§ **ASSIGNMENT**
Report every line of the listing below in which the string "true" occurs.
Start of DATA PROVIDED
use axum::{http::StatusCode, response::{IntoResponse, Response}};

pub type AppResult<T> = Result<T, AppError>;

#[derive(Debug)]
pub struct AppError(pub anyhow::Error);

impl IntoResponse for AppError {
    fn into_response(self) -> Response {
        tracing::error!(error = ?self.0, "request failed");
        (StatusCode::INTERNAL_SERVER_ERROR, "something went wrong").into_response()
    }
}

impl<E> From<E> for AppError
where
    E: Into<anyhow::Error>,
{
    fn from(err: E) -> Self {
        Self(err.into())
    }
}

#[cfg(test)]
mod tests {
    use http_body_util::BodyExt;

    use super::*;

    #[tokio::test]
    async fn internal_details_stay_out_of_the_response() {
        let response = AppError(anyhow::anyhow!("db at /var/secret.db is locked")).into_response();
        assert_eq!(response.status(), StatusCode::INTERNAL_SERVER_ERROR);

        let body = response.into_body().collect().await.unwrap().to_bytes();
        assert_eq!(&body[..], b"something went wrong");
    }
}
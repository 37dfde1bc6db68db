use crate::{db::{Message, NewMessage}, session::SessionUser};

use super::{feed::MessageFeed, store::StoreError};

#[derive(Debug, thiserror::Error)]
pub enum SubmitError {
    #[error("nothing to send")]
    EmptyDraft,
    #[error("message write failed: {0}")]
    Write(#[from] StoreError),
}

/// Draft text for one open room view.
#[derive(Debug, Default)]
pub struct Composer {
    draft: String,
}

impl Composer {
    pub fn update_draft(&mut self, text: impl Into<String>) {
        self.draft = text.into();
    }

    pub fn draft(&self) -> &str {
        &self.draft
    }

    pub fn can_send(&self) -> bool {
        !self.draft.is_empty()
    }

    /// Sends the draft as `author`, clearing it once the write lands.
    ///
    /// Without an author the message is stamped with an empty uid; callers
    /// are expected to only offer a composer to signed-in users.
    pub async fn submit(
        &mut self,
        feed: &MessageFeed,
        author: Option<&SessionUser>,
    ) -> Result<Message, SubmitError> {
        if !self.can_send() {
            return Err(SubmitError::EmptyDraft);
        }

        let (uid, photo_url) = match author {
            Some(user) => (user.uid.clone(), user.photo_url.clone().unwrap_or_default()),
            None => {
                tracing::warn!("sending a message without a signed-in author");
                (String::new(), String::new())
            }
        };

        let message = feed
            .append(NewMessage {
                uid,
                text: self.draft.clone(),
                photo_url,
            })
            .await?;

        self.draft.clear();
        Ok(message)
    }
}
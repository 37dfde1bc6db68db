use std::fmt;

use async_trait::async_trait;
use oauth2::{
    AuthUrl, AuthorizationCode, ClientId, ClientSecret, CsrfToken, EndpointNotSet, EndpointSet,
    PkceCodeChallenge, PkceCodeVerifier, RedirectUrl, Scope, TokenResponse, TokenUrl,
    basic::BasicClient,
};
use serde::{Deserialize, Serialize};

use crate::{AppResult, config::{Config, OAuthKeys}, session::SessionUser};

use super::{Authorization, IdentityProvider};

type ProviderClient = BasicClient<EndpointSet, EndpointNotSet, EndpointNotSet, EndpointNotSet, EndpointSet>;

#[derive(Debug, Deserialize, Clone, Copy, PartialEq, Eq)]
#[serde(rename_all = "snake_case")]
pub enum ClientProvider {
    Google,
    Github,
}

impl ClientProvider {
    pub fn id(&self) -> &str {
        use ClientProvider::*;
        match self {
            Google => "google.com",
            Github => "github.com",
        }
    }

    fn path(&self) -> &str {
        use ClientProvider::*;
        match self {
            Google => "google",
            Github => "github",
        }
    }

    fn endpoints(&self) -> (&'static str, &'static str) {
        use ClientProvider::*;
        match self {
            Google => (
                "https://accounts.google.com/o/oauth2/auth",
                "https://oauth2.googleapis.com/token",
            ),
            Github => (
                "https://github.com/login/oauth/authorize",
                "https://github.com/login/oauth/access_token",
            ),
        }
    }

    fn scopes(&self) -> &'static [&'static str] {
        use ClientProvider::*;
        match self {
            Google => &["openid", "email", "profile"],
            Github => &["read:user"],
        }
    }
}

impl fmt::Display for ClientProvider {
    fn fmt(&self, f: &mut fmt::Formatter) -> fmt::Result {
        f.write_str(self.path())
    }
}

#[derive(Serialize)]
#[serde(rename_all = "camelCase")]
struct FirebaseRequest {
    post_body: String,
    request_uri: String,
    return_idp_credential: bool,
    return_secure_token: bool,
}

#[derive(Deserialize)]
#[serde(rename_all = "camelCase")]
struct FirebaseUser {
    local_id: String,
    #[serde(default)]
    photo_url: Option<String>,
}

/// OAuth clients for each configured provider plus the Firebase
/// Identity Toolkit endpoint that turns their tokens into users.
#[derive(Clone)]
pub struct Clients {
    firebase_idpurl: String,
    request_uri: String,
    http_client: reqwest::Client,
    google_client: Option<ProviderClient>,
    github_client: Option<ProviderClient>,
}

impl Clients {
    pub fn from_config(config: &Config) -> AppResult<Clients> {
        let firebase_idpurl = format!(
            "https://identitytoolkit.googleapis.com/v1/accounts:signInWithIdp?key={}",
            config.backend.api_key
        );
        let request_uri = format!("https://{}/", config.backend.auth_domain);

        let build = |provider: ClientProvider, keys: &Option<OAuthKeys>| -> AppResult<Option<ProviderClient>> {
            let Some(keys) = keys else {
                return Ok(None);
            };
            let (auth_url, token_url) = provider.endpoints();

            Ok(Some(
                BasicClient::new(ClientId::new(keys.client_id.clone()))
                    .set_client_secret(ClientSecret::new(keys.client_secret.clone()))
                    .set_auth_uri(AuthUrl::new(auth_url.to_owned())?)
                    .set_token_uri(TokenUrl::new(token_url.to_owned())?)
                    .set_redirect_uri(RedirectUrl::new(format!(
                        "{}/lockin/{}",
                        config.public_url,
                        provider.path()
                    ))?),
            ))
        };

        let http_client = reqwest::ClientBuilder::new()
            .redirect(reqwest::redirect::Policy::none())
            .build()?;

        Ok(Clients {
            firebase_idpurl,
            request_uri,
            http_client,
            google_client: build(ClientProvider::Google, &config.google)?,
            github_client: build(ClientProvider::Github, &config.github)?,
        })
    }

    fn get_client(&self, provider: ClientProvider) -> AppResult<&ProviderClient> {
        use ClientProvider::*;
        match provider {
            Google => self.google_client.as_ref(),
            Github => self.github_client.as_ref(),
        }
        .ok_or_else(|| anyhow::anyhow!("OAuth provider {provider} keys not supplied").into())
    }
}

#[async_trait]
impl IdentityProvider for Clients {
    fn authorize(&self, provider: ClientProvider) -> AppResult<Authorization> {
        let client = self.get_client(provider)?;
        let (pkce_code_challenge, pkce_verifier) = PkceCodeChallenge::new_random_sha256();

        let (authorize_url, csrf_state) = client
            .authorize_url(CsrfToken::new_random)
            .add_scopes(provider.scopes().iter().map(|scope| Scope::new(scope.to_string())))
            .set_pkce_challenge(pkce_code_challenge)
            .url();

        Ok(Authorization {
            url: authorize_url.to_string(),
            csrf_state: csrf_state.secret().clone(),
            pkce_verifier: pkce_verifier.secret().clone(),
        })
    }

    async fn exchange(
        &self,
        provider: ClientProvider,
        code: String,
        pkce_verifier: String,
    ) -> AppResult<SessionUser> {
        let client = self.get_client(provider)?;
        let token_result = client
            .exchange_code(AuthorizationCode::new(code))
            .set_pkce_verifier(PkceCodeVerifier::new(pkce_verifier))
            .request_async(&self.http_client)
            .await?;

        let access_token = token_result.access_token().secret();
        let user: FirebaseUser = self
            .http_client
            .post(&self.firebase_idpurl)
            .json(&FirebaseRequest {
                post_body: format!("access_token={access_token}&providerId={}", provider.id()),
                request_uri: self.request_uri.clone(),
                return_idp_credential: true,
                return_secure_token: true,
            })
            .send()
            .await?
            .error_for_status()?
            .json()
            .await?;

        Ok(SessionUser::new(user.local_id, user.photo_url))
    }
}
End of DATA PROVIDED
§ **SOLUTION BELOW**
                return_idp_credential: true,
                return_secure_token: true,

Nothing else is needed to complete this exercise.